Officials of the Muslim Spiritual Directorate said mufti Ildus Faizov sustained injuries when unknown individuals blew up his car on July 18 in the Tatar capital Kazan. Faizov, 49, has been hospitalized.
Officials said that in a second incident, the mufti's former deputy, Valilulla Yakupov, was shot dead near his home in Kazan.
There was no immediate claim of responsibility for the attacks.
The Russian Investigative Committee and Tatar officials said probes were under way to apprehend the attackers.
Both men were known for their opposition to extremism and radical Islamists who support the strict Salafist version of Islam.
Russia’s Council of Muftis in Moscow condemned the attacks, describing them as terrorist acts.
Start Of Ramadan
The council’s Damir Gizatullin stated that “the saddest is the fact that these barbaric actions were conducted on the eve of the holy month of Ramadan.”

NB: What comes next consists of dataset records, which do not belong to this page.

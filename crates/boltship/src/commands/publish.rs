use crate::docker;
use boltship_build::{ImageRecipe, pipeline};
use boltship_config::PublishSettings;
use colored::Colorize;

/// publish コマンドを処理
pub async fn handle(settings: &PublishSettings, verbose: bool) -> anyhow::Result<()> {
    println!("{}", "📤 イメージをビルドして公開中...".blue().bold());
    println!("イメージ: {}", settings.image_reference().cyan());

    println!();
    let backend = docker::init_backend_with_error_handling(verbose).await?;

    let recipe = ImageRecipe::node_app();
    let message = pipeline::publish(&backend, settings, &recipe).await?;

    println!();
    println!("{} {}", "✓".green(), message);

    Ok(())
}
use core::fmt::Debug;

/// Stable identifier for an agent.
///
/// The engine never inspects agents beyond this; `stable_id` feeds trace
/// events and logs.
pub trait AgentId: Copy + Eq + Debug {
    fn stable_id(self) -> u64;
}

impl AgentId for u64 {
    fn stable_id(self) -> u64 {
        self
    }
}

impl AgentId for u32 {
    fn stable_id(self) -> u64 {
        self as u64
    }
}

impl AgentId for usize {
    fn stable_id(self) -> u64 {
        self as u64
    }
}

/// Read-only world access.
///
/// The core crate intentionally does not prescribe which queries a world must
/// expose; games should define extension traits. Only caller-supplied
/// callables ever look inside.
pub trait WorldView {
    type Agent: AgentId;
}

/// Write access / effect sink.
pub trait WorldMut: WorldView {}
use std::cell::RefCell;
use std::rc::Rc;

use ticktree::{Action, BehaviorTree, Status, Wait};
use ticktree_core::{Blackboard, TickContext, WorldMut, WorldView};
use ticktree_tools::{ManualClock, TraceEvent, TraceSink};

#[derive(Debug, Default)]
struct World {
    progress: u32,
    ticks_seen: Vec<u64>,
}

impl WorldView for World {
    type Agent = u64;
}

impl WorldMut for World {}

#[derive(Clone, Default)]
struct RcSink(Rc<RefCell<Vec<TraceEvent>>>);

impl TraceSink for RcSink {
    fn emit(&mut self, event: TraceEvent) {
        self.0.borrow_mut().push(event);
    }
}

/// Two updates to finish, re-arming through world state so a rerun against a
/// fresh world repeats the same shape.
fn advance(_ctx: &TickContext, _agent: u64, world: &mut World, _bb: &mut Blackboard) -> Status {
    world.progress += 1;
    if world.progress >= 2 {
        world.progress = 0;
        Status::Success
    } else {
        Status::Running
    }
}

fn record_tick(ctx: &TickContext, _agent: u64, world: &mut World, _bb: &mut Blackboard) -> Status {
    world.ticks_seen.push(ctx.tick);
    Status::Success
}

fn make_tree() -> BehaviorTree<World> {
    BehaviorTree::new(Box::new(Action::new(advance).with_name("advance")))
}

#[test]
fn rootless_tree_fails_without_recording_a_status() {
    let mut world = World::default();
    let mut tree: BehaviorTree<World> = BehaviorTree::empty();

    assert_eq!(tree.update(1, &mut world, 0.1), Status::Failure);
    assert_eq!(tree.last_status(), None);
}

#[test]
fn update_records_the_latest_status() {
    let mut world = World::default();
    let mut tree = make_tree();

    assert_eq!(tree.last_status(), None);
    tree.update(1, &mut world, 0.1);
    assert_eq!(tree.last_status(), Some(Status::Running));
    tree.update(1, &mut world, 0.1);
    assert_eq!(tree.last_status(), Some(Status::Success));
}

#[test]
fn reset_then_rerun_matches_a_fresh_tree() {
    let mut fresh_world = World::default();
    let mut fresh = make_tree();
    let fresh_run = [
        fresh.update(1, &mut fresh_world, 0.1),
        fresh.update(1, &mut fresh_world, 0.1),
    ];
    assert_eq!(fresh_run, [Status::Running, Status::Success]);

    let mut world = World::default();
    let mut reused = make_tree();
    reused.update(1, &mut world, 0.1);
    reused.update(1, &mut world, 0.1);
    reused.blackboard_mut().set("persistent", 1u32);

    reused.reset();
    assert_eq!(reused.last_status(), None);
    // Reset touches tree state only; the blackboard keeps its entries.
    assert!(reused.blackboard().contains("persistent"));

    let mut rerun_world = World::default();
    let rerun = [
        reused.update(1, &mut rerun_world, 0.1),
        reused.update(1, &mut rerun_world, 0.1),
    ];
    assert_eq!(rerun, fresh_run);
}

#[test]
fn context_tick_counts_updates_and_restarts_after_reset() {
    let mut world = World::default();
    let mut tree = BehaviorTree::new(Box::new(Action::new(record_tick)));

    for _ in 0..3 {
        tree.update(1, &mut world, 0.1);
    }
    tree.reset();
    tree.update(1, &mut world, 0.1);

    assert_eq!(world.ticks_seen, vec![0, 1, 2, 0]);
}

#[test]
fn update_reads_time_from_the_injected_clock() {
    let clock = ManualClock::new();
    let mut world = World::default();
    let mut tree = BehaviorTree::new(Box::new(Wait::new(50))).with_clock(clock.clone());

    assert_eq!(tree.update(1, &mut world, 0.1), Status::Running);
    clock.set(25);
    assert_eq!(tree.update(1, &mut world, 0.1), Status::Running);
    clock.set(50);
    assert_eq!(tree.update(1, &mut world, 0.1), Status::Success);
}

fn explode(
    _ctx: &TickContext,
    _agent: u64,
    _world: &mut World,
    _bb: &mut Blackboard,
) -> Result<Status, String> {
    Err("boom".to_string())
}

#[test]
fn trace_events_reach_the_installed_sink() {
    let sink = RcSink::default();
    let events = sink.0.clone();

    let mut world = World::default();
    let mut tree =
        BehaviorTree::new(Box::new(Action::new(explode).with_name("explode"))).with_trace_sink(sink);

    assert_eq!(tree.update(7, &mut world, 0.1), Status::Failure);

    let events = events.borrow();
    assert_eq!(events.len(), 1);
    assert_eq!(events[0].tag, "bt.action.error");
    assert_eq!(events[0].node, "explode");
    assert_eq!(events[0].tick, 0);
    assert_eq!(events[0].a, 7);
}

#[test]
fn saved_blackboard_revives_a_new_tree() {
    let mut world = World::default();
    let mut tree = make_tree();
    tree.blackboard_mut().set("patrol_index", 2u64);
    tree.update(1, &mut world, 0.1);

    let saved = serde_json::to_string(tree.blackboard()).expect("serialize");
    let restored: Blackboard = serde_json::from_str(&saved).expect("deserialize");

    let mut revived = make_tree().with_blackboard(restored);
    assert_eq!(
        revived
            .blackboard()
            .get("patrol_index")
            .and_then(|v| v.as_u64()),
        Some(2)
    );

    let mut fresh_world = World::default();
    assert_eq!(revived.update(1, &mut fresh_world, 0.1), Status::Running);
}

fn read_target(_ctx: &TickContext, _agent: u64, _world: &mut World, bb: &mut Blackboard) -> bool {
    bb.contains("target")
}

#[test]
fn blackboard_is_shared_between_caller_and_actions() {
    let mut preset = Blackboard::new();
    preset.set("target", "tower");

    let mut world = World::default();
    let mut tree = BehaviorTree::new(Box::new(Action::new(read_target).with_name("read_target")))
        .with_blackboard(preset);

    assert_eq!(tree.update(1, &mut world, 0.1), Status::Success);
    assert_eq!(
        tree.blackboard().get("target").and_then(|v| v.as_str()),
        Some("tower")
    );

    tree.blackboard_mut().remove("target");
    assert_eq!(tree.update(1, &mut world, 0.1), Status::Failure);
}
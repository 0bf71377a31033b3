use std::borrow::Cow;

use ticktree_core::{AgentId, Blackboard, TickContext, WorldMut};
use ticktree_tools::{TraceEvent, Tracer};

use crate::node::Node;
use crate::status::{ActionError, IntoCondition, Status};

/// Swaps `Success` and `Failure`; `Running` passes through.
/// With no child attached, fails.
pub struct Inverter<W>
where
    W: WorldMut + 'static,
{
    child: Option<Box<dyn Node<W>>>,
}

impl<W> Inverter<W>
where
    W: WorldMut + 'static,
{
    pub fn new() -> Self {
        Self { child: None }
    }

    /// Installs `child`, returning any previously attached one.
    pub fn set_child(&mut self, child: Box<dyn Node<W>>) -> Option<Box<dyn Node<W>>> {
        self.child.replace(child)
    }

    pub fn with_child(mut self, child: Box<dyn Node<W>>) -> Self {
        self.child = Some(child);
        self
    }
}

impl<W> Default for Inverter<W>
where
    W: WorldMut + 'static,
{
    fn default() -> Self {
        Self::new()
    }
}

impl<W> Node<W> for Inverter<W>
where
    W: WorldMut + 'static,
{
    fn tick(
        &mut self,
        ctx: &TickContext,
        agent: W::Agent,
        world: &mut W,
        blackboard: &mut Blackboard,
        trace: &mut Tracer,
    ) -> Status {
        let Some(child) = self.child.as_mut() else {
            return Status::Failure;
        };
        match child.tick(ctx, agent, world, blackboard, trace) {
            Status::Success => Status::Failure,
            Status::Failure => Status::Success,
            Status::Running => Status::Running,
        }
    }

    fn reset(&mut self) {
        if let Some(child) = self.child.as_mut() {
            child.reset();
        }
    }

    fn name(&self) -> &str {
        "Inverter"
    }
}

/// Maps `Failure` to `Success`; `Success` and `Running` pass through.
/// With no child attached, succeeds.
pub struct Succeeder<W>
where
    W: WorldMut + 'static,
{
    child: Option<Box<dyn Node<W>>>,
}

impl<W> Succeeder<W>
where
    W: WorldMut + 'static,
{
    pub fn new() -> Self {
        Self { child: None }
    }

    pub fn set_child(&mut self, child: Box<dyn Node<W>>) -> Option<Box<dyn Node<W>>> {
        self.child.replace(child)
    }

    pub fn with_child(mut self, child: Box<dyn Node<W>>) -> Self {
        self.child = Some(child);
        self
    }
}

impl<W> Default for Succeeder<W>
where
    W: WorldMut + 'static,
{
    fn default() -> Self {
        Self::new()
    }
}

impl<W> Node<W> for Succeeder<W>
where
    W: WorldMut + 'static,
{
    fn tick(
        &mut self,
        ctx: &TickContext,
        agent: W::Agent,
        world: &mut W,
        blackboard: &mut Blackboard,
        trace: &mut Tracer,
    ) -> Status {
        let Some(child) = self.child.as_mut() else {
            return Status::Success;
        };
        match child.tick(ctx, agent, world, blackboard, trace) {
            Status::Failure => Status::Success,
            status => status,
        }
    }

    fn reset(&mut self) {
        if let Some(child) = self.child.as_mut() {
            child.reset();
        }
    }

    fn name(&self) -> &str {
        "Succeeder"
    }
}

/// Re-invokes its child until `count` successes accumulate, then succeeds.
///
/// Child `Running` and `Failure` pass through as the repeater's own result
/// and leave the counter alone. A negative `count` repeats forever and the
/// repeater always reports `Running`. `reset` zeroes the counter.
pub struct Repeater<W>
where
    W: WorldMut + 'static,
{
    child: Option<Box<dyn Node<W>>>,
    count: i32,
    completed: u32,
}

impl<W> Repeater<W>
where
    W: WorldMut + 'static,
{
    pub fn new(count: i32) -> Self {
        Self {
            child: None,
            count,
            completed: 0,
        }
    }

    pub fn set_child(&mut self, child: Box<dyn Node<W>>) -> Option<Box<dyn Node<W>>> {
        self.child.replace(child)
    }

    pub fn with_child(mut self, child: Box<dyn Node<W>>) -> Self {
        self.child = Some(child);
        self
    }

    /// Child successes observed since construction or the last `reset`.
    pub fn completed(&self) -> u32 {
        self.completed
    }
}

impl<W> Node<W> for Repeater<W>
where
    W: WorldMut + 'static,
{
    fn tick(
        &mut self,
        ctx: &TickContext,
        agent: W::Agent,
        world: &mut W,
        blackboard: &mut Blackboard,
        trace: &mut Tracer,
    ) -> Status {
        let Some(child) = self.child.as_mut() else {
            return Status::Failure;
        };

        let status = child.tick(ctx, agent, world, blackboard, trace);
        if status == Status::Success {
            self.completed = self.completed.saturating_add(1);
        }

        if self.count < 0 {
            return Status::Running;
        }

        match status {
            Status::Success => {
                if self.completed >= self.count as u32 {
                    Status::Success
                } else {
                    Status::Running
                }
            }
            status => status,
        }
    }

    fn reset(&mut self) {
        self.completed = 0;
        if let Some(child) = self.child.as_mut() {
            child.reset();
        }
    }

    fn name(&self) -> &str {
        "Repeater"
    }
}

/// Gates its child behind a predicate.
///
/// A false (or erroring) predicate fails without touching the child; a true
/// predicate delegates, or succeeds when no child is attached.
pub struct Condition<W>
where
    W: WorldMut + 'static,
{
    name: Cow<'static, str>,
    predicate: Box<dyn FnMut(&TickContext, W::Agent, &W, &Blackboard) -> Result<bool, ActionError>>,
    child: Option<Box<dyn Node<W>>>,
}

impl<W> Condition<W>
where
    W: WorldMut + 'static,
{
    pub fn new<F, R>(mut predicate: F) -> Self
    where
        F: FnMut(&TickContext, W::Agent, &W, &Blackboard) -> R + 'static,
        R: IntoCondition + 'static,
    {
        Self {
            name: Cow::Borrowed("Condition"),
            predicate: Box::new(
                move |ctx: &TickContext, agent: W::Agent, world: &W, blackboard: &Blackboard| {
                    predicate(ctx, agent, world, blackboard).into_condition()
                },
            ),
            child: None,
        }
    }

    pub fn with_name(mut self, name: impl Into<Cow<'static, str>>) -> Self {
        self.name = name.into();
        self
    }

    pub fn set_child(&mut self, child: Box<dyn Node<W>>) -> Option<Box<dyn Node<W>>> {
        self.child.replace(child)
    }

    pub fn with_child(mut self, child: Box<dyn Node<W>>) -> Self {
        self.child = Some(child);
        self
    }
}

impl<W> Node<W> for Condition<W>
where
    W: WorldMut + 'static,
{
    fn tick(
        &mut self,
        ctx: &TickContext,
        agent: W::Agent,
        world: &mut W,
        blackboard: &mut Blackboard,
        trace: &mut Tracer,
    ) -> Status {
        let holds = match (self.predicate)(ctx, agent, &*world, &*blackboard) {
            Ok(holds) => holds,
            Err(err) => {
                tracing::warn!(node = %self.name, error = %err, "condition predicate failed");
                trace.emit(
                    TraceEvent::new(ctx.tick, "bt.condition.error")
                        .with_node(self.name.clone())
                        .with_a(agent.stable_id()),
                );
                return Status::Failure;
            }
        };

        if !holds {
            return Status::Failure;
        }

        match self.child.as_mut() {
            Some(child) => child.tick(ctx, agent, world, blackboard, trace),
            None => Status::Success,
        }
    }

    fn reset(&mut self) {
        if let Some(child) = self.child.as_mut() {
            child.reset();
        }
    }

    fn name(&self) -> &str {
        &self.name
    }
}

/// Fails fast while the child's last completion is younger than
/// `duration_ms`.
///
/// The stamp is taken only when the child completes (`Success` or
/// `Failure`); a still-`Running` child does not restart the window. With no
/// child attached, fails.
pub struct Cooldown<W>
where
    W: WorldMut + 'static,
{
    name: Cow<'static, str>,
    duration_ms: u64,
    last_run_ms: Option<u64>,
    child: Option<Box<dyn Node<W>>>,
}

impl<W> Cooldown<W>
where
    W: WorldMut + 'static,
{
    pub fn new(duration_ms: u64) -> Self {
        Self {
            name: Cow::Borrowed("Cooldown"),
            duration_ms,
            last_run_ms: None,
            child: None,
        }
    }

    pub fn with_name(mut self, name: impl Into<Cow<'static, str>>) -> Self {
        self.name = name.into();
        self
    }

    pub fn set_child(&mut self, child: Box<dyn Node<W>>) -> Option<Box<dyn Node<W>>> {
        self.child.replace(child)
    }

    pub fn with_child(mut self, child: Box<dyn Node<W>>) -> Self {
        self.child = Some(child);
        self
    }
}

impl<W> Node<W> for Cooldown<W>
where
    W: WorldMut + 'static,
{
    fn tick(
        &mut self,
        ctx: &TickContext,
        agent: W::Agent,
        world: &mut W,
        blackboard: &mut Blackboard,
        trace: &mut Tracer,
    ) -> Status {
        if let Some(last) = self.last_run_ms {
            if ctx.now_ms.saturating_sub(last) < self.duration_ms {
                if trace.enabled() {
                    trace.emit(
                        TraceEvent::new(ctx.tick, "bt.cooldown.gated")
                            .with_node(self.name.clone())
                            .with_a(agent.stable_id()),
                    );
                }
                return Status::Failure;
            }
        }

        let Some(child) = self.child.as_mut() else {
            return Status::Failure;
        };

        let status = child.tick(ctx, agent, world, blackboard, trace);
        if status != Status::Running {
            self.last_run_ms = Some(ctx.now_ms);
        }
        status
    }

    fn reset(&mut self) {
        self.last_run_ms = None;
        if let Some(child) = self.child.as_mut() {
            child.reset();
        }
    }

    fn name(&self) -> &str {
        &self.name
    }
}
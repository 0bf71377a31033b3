use std::cell::Cell;
use std::rc::Rc;

use ticktree_core::Clock;

/// Hand-advanced clock for deterministic tests and replays.
///
/// Cloning yields a handle onto the same timeline, so a test can keep one
/// half and hand the other to the tree driver.
#[derive(Debug, Clone, Default)]
pub struct ManualClock {
    now_ms: Rc<Cell<u64>>,
}

impl ManualClock {
    pub fn new() -> Self {
        Self::default()
    }

    pub fn starting_at(now_ms: u64) -> Self {
        let clock = Self::default();
        clock.set(now_ms);
        clock
    }

    pub fn set(&self, now_ms: u64) {
        self.now_ms.set(now_ms);
    }

    pub fn advance(&self, delta_ms: u64) {
        self.now_ms.set(self.now_ms.get().saturating_add(delta_ms));
    }
}

impl Clock for ManualClock {
    fn now_ms(&self) -> u64 {
        self.now_ms.get()
    }
}
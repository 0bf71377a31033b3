use std::cell::RefCell;
use std::rc::Rc;

use ticktree::{Action, ConditionCheck, Node, Status, Wait};
use ticktree_core::{Blackboard, TickContext, WorldMut, WorldView};
use ticktree_tools::{TraceEvent, TraceSink, Tracer};

#[derive(Debug, Default)]
struct World {
    hits: u32,
}

impl WorldView for World {
    type Agent = u64;
}

impl WorldMut for World {}

#[derive(Clone, Default)]
struct RcSink(Rc<RefCell<Vec<TraceEvent>>>);

impl TraceSink for RcSink {
    fn emit(&mut self, event: TraceEvent) {
        self.0.borrow_mut().push(event);
    }
}

fn ctx_at(tick: u64, now_ms: u64) -> TickContext {
    TickContext {
        tick,
        dt_seconds: 0.1,
        now_ms,
    }
}

#[test]
fn action_passes_status_through() {
    let mut world = World::default();
    let mut bb = Blackboard::new();
    let mut tracer = Tracer::new();

    for status in [Status::Success, Status::Failure, Status::Running] {
        let mut action = Action::new(
            move |_ctx: &TickContext, _agent: u64, world: &mut World, _bb: &mut Blackboard| {
                world.hits += 1;
                status
            },
        );
        assert_eq!(
            action.tick(&ctx_at(0, 0), 1, &mut world, &mut bb, &mut tracer),
            status
        );
    }
    assert_eq!(world.hits, 3);
}

#[test]
fn action_coerces_bool_results() {
    let mut world = World::default();
    let mut bb = Blackboard::new();
    let mut tracer = Tracer::new();

    let mut hit = Action::new(
        |_ctx: &TickContext, _agent: u64, _world: &mut World, _bb: &mut Blackboard| true,
    );
    let mut miss = Action::new(
        |_ctx: &TickContext, _agent: u64, _world: &mut World, _bb: &mut Blackboard| false,
    );

    assert_eq!(
        hit.tick(&ctx_at(0, 0), 1, &mut world, &mut bb, &mut tracer),
        Status::Success
    );
    assert_eq!(
        miss.tick(&ctx_at(0, 0), 1, &mut world, &mut bb, &mut tracer),
        Status::Failure
    );
}

fn step_twice(
    _ctx: &TickContext,
    _agent: u64,
    world: &mut World,
    _bb: &mut Blackboard,
) -> Result<Status, String> {
    world.hits += 1;
    if world.hits < 2 {
        Ok(Status::Running)
    } else {
        Ok(Status::Success)
    }
}

#[test]
fn action_unwraps_ok_statuses() {
    let mut world = World::default();
    let mut bb = Blackboard::new();
    let mut tracer = Tracer::new();

    let mut action = Action::new(step_twice);
    assert_eq!(
        action.tick(&ctx_at(0, 0), 1, &mut world, &mut bb, &mut tracer),
        Status::Running
    );
    assert_eq!(
        action.tick(&ctx_at(1, 0), 1, &mut world, &mut bb, &mut tracer),
        Status::Success
    );
}

#[test]
fn erroring_action_fails_and_reports() {
    let mut world = World::default();
    let mut bb = Blackboard::new();

    let sink = RcSink::default();
    let events = sink.0.clone();
    let mut tracer = Tracer::new();
    tracer.set_sink(Box::new(sink));

    let mut action = Action::new(
        |_ctx: &TickContext,
         _agent: u64,
         _world: &mut World,
         _bb: &mut Blackboard|
         -> Result<Status, String> { Err("path blocked".to_string()) },
    )
    .with_name("move_to");

    assert_eq!(
        action.tick(&ctx_at(3, 0), 9, &mut world, &mut bb, &mut tracer),
        Status::Failure
    );

    let events = events.borrow();
    assert_eq!(events.len(), 1);
    assert_eq!(events[0].tag, "bt.action.error");
    assert_eq!(events[0].node, "move_to");
    assert_eq!(events[0].tick, 3);
    assert_eq!(events[0].a, 9);
}

fn healthy(_ctx: &TickContext, _agent: u64, world: &World, _bb: &Blackboard) -> bool {
    world.hits == 0
}

#[test]
fn check_maps_bool_onto_success_and_failure() {
    let mut world = World::default();
    let mut bb = Blackboard::new();
    let mut tracer = Tracer::new();

    let mut check = ConditionCheck::new(healthy);
    assert_eq!(
        check.tick(&ctx_at(0, 0), 1, &mut world, &mut bb, &mut tracer),
        Status::Success
    );

    world.hits = 5;
    assert_eq!(
        check.tick(&ctx_at(1, 0), 1, &mut world, &mut bb, &mut tracer),
        Status::Failure
    );
}

#[test]
fn erroring_check_fails_and_reports() {
    let mut world = World::default();
    let mut bb = Blackboard::new();

    let sink = RcSink::default();
    let events = sink.0.clone();
    let mut tracer = Tracer::new();
    tracer.set_sink(Box::new(sink));

    let mut check = ConditionCheck::new(
        |_ctx: &TickContext, _agent: u64, _world: &World, _bb: &Blackboard| -> Result<bool, String> {
            Err("sensor offline".to_string())
        },
    )
    .with_name("enemy_near");

    assert_eq!(
        check.tick(&ctx_at(0, 0), 2, &mut world, &mut bb, &mut tracer),
        Status::Failure
    );

    let events = events.borrow();
    assert_eq!(events.len(), 1);
    assert_eq!(events[0].tag, "bt.check.error");
    assert_eq!(events[0].node, "enemy_near");
    assert_eq!(events[0].a, 2);
}

#[test]
fn wait_runs_until_elapsed() {
    let mut world = World::default();
    let mut bb = Blackboard::new();
    let mut tracer = Tracer::new();

    let mut wait = Wait::new(10);
    assert_eq!(
        wait.tick(&ctx_at(0, 0), 1, &mut world, &mut bb, &mut tracer),
        Status::Running
    );
    assert_eq!(
        wait.tick(&ctx_at(1, 5), 1, &mut world, &mut bb, &mut tracer),
        Status::Running
    );
    assert_eq!(
        wait.tick(&ctx_at(2, 10), 1, &mut world, &mut bb, &mut tracer),
        Status::Success
    );
}

#[test]
fn wait_rearms_after_success() {
    let mut world = World::default();
    let mut bb = Blackboard::new();
    let mut tracer = Tracer::new();

    let mut wait = Wait::new(10);
    wait.tick(&ctx_at(0, 100), 1, &mut world, &mut bb, &mut tracer);
    assert_eq!(
        wait.tick(&ctx_at(1, 110), 1, &mut world, &mut bb, &mut tracer),
        Status::Success
    );

    // The next invocation opens a fresh window from the current time.
    assert_eq!(
        wait.tick(&ctx_at(2, 115), 1, &mut world, &mut bb, &mut tracer),
        Status::Running
    );
    assert_eq!(
        wait.tick(&ctx_at(3, 125), 1, &mut world, &mut bb, &mut tracer),
        Status::Success
    );
}

#[test]
fn zero_duration_wait_still_runs_one_tick() {
    let mut world = World::default();
    let mut bb = Blackboard::new();
    let mut tracer = Tracer::new();

    let mut wait = Wait::new(0);
    assert_eq!(
        wait.tick(&ctx_at(0, 42), 1, &mut world, &mut bb, &mut tracer),
        Status::Running
    );
    assert_eq!(
        wait.tick(&ctx_at(1, 42), 1, &mut world, &mut bb, &mut tracer),
        Status::Success
    );
}

#[test]
fn wait_reset_clears_the_window() {
    let mut world = World::default();
    let mut bb = Blackboard::new();
    let mut tracer = Tracer::new();

    let mut wait = Wait::new(10);
    assert_eq!(
        wait.tick(&ctx_at(0, 0), 1, &mut world, &mut bb, &mut tracer),
        Status::Running
    );
    <Wait as Node<World>>::reset(&mut wait);

    // The stamp taken at now=0 is gone; a new window opens at now=8.
    assert_eq!(
        wait.tick(&ctx_at(1, 8), 1, &mut world, &mut bb, &mut tracer),
        Status::Running
    );
    assert_eq!(
        wait.tick(&ctx_at(2, 18), 1, &mut world, &mut bb, &mut tracer),
        Status::Success
    );
}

Muslims of the world are preparing to start the month of Ramadan on July 20.
Gizatullin added that the attacks “will fail to blow up our society, as the majority of Muslims in Russia are Sunni Muslims who support moderate Islam.”
In Pictures: Aftermath Of The Bomb Attack
The mufti's former deputy, Yakupov, also 49, was a historian who founded Russia’s first Islamic publishing house and authored a number of theological and historical research works and articles.
He was often a guest at various round tables and televised discussions devoted to Islam and its traditional roots in Tatarstan and some other mainly Muslim regions of the Russian Federation.
When expressing his views regarding religious extremism, Yakupov often said that 70 years of atheism in the Soviet Union had led to complete ignorance among youth in Tatarstan about the traditional Sunni Islam that has deep roots in the region.
Yakupov said this ignorance had led some young Tatars to follow Islamic sects that espouse violence and intolerance after the Soviet Union’s collapse in 1991.